↓↓↓
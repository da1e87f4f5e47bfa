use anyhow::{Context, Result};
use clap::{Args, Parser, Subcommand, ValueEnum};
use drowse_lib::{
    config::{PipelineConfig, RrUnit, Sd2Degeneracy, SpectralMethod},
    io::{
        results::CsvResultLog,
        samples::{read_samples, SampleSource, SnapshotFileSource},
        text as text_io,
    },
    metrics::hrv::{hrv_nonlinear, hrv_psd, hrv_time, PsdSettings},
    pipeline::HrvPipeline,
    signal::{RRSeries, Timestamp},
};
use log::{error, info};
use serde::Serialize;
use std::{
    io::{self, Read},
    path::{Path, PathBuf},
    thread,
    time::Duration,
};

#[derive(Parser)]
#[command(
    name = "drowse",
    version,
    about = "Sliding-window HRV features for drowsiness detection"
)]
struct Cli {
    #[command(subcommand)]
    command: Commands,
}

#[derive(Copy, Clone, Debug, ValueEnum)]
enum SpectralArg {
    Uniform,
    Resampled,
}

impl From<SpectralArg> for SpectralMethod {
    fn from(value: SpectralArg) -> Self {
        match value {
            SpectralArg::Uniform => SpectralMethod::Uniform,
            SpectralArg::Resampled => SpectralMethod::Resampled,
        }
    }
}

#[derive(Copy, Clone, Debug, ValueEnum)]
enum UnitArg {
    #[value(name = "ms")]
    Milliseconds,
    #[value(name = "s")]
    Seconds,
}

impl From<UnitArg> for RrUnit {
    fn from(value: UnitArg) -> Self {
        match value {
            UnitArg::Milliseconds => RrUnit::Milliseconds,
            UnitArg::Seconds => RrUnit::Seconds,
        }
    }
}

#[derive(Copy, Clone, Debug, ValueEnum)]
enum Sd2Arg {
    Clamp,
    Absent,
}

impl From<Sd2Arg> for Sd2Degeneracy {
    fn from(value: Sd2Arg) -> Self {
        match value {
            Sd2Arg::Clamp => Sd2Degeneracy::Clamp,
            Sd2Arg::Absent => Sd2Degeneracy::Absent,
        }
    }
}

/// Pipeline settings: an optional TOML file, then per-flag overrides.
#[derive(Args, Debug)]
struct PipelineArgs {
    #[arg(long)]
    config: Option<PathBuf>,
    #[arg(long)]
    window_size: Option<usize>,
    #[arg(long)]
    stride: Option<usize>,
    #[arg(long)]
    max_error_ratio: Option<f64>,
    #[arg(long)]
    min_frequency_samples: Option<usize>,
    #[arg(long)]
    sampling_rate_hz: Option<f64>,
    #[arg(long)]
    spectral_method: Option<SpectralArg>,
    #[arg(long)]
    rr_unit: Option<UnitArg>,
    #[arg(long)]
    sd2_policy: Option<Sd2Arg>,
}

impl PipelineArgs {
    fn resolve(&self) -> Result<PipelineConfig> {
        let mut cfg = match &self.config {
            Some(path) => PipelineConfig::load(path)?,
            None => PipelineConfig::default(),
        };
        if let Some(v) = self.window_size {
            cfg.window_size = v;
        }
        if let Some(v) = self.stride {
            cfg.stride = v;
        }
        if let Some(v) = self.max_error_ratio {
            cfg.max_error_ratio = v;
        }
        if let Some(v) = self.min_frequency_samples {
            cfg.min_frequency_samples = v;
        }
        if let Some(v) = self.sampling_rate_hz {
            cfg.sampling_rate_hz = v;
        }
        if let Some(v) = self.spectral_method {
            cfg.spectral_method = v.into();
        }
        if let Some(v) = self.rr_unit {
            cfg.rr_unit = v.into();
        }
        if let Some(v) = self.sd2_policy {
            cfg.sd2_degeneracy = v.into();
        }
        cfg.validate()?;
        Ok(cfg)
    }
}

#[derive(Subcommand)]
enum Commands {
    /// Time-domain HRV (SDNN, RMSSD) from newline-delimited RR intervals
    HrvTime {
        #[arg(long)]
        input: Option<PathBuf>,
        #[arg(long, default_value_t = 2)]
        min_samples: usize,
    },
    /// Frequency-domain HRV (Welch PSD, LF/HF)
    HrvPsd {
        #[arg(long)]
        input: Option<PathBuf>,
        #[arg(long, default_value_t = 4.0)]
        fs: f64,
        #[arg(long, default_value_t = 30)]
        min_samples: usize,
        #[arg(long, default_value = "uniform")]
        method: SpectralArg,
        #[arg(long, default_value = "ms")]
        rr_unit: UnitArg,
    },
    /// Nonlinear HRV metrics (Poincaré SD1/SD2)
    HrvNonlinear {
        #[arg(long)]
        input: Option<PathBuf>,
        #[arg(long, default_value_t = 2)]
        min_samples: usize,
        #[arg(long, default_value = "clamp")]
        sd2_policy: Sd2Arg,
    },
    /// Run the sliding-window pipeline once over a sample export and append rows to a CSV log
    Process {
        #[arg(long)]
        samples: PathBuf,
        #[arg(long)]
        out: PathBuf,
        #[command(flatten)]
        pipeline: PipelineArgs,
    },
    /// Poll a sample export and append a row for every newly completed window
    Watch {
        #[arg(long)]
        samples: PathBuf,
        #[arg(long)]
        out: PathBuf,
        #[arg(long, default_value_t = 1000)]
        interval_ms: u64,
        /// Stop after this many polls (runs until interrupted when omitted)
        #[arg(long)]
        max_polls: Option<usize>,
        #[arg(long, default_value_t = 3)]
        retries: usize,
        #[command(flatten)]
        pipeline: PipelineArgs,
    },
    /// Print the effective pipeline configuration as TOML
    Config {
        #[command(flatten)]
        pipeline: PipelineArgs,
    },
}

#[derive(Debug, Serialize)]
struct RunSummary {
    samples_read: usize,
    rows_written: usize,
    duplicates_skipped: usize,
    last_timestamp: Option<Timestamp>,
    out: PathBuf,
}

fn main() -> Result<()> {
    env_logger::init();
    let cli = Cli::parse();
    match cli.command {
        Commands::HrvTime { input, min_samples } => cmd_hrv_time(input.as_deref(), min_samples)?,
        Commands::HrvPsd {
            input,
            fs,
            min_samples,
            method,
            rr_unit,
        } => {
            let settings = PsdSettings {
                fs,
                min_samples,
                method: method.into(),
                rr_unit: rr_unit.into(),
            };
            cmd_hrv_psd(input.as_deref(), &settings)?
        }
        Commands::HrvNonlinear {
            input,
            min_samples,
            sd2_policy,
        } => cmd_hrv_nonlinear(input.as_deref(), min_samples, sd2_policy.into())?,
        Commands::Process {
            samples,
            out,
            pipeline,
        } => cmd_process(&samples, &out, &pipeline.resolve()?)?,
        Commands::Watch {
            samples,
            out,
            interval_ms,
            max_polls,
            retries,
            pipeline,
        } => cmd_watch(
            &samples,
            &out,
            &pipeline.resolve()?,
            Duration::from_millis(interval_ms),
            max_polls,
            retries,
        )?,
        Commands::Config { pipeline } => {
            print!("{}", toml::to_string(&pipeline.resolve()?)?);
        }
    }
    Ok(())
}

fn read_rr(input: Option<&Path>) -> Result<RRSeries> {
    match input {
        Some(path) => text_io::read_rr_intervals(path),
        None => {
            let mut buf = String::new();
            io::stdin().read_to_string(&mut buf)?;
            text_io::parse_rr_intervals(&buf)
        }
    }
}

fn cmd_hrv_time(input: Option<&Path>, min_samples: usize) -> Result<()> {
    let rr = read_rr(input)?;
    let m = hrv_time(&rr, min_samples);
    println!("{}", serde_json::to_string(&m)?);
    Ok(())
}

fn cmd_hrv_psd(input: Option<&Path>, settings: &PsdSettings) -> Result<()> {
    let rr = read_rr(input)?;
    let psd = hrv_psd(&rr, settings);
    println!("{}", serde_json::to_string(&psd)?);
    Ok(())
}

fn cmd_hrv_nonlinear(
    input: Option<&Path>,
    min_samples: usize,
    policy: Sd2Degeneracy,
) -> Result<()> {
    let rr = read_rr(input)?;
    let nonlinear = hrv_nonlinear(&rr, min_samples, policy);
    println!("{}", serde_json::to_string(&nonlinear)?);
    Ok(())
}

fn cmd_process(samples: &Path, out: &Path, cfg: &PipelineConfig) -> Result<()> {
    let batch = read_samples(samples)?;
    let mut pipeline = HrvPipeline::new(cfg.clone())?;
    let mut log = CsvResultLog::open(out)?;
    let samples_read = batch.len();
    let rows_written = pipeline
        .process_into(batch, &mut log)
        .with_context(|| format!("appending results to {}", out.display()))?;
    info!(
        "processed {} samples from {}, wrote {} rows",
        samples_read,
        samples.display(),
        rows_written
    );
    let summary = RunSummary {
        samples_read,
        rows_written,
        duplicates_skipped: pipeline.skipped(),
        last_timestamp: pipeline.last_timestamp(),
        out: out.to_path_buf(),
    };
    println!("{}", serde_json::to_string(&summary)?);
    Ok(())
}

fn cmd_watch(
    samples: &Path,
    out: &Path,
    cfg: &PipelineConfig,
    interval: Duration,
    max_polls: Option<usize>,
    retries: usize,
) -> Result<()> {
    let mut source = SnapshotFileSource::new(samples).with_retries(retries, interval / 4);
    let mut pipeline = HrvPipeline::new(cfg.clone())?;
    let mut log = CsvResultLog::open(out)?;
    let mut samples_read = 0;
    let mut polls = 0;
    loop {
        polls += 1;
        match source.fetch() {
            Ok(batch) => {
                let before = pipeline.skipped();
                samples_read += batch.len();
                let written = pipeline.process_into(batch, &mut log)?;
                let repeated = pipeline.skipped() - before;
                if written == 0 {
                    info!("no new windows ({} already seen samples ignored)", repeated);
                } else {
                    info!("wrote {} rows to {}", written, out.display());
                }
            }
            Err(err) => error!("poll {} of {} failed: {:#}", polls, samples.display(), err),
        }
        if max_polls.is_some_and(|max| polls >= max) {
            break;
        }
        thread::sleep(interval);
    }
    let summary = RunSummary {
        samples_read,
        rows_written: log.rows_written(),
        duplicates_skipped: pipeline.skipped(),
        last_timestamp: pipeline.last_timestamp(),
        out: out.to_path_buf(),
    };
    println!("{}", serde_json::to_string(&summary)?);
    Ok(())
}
↑↑↑
* [TASK GOAL] Give the number of lines containing "PipelineConfig" in the entries, and no other text.

* [SOLVED EXERCISE] 6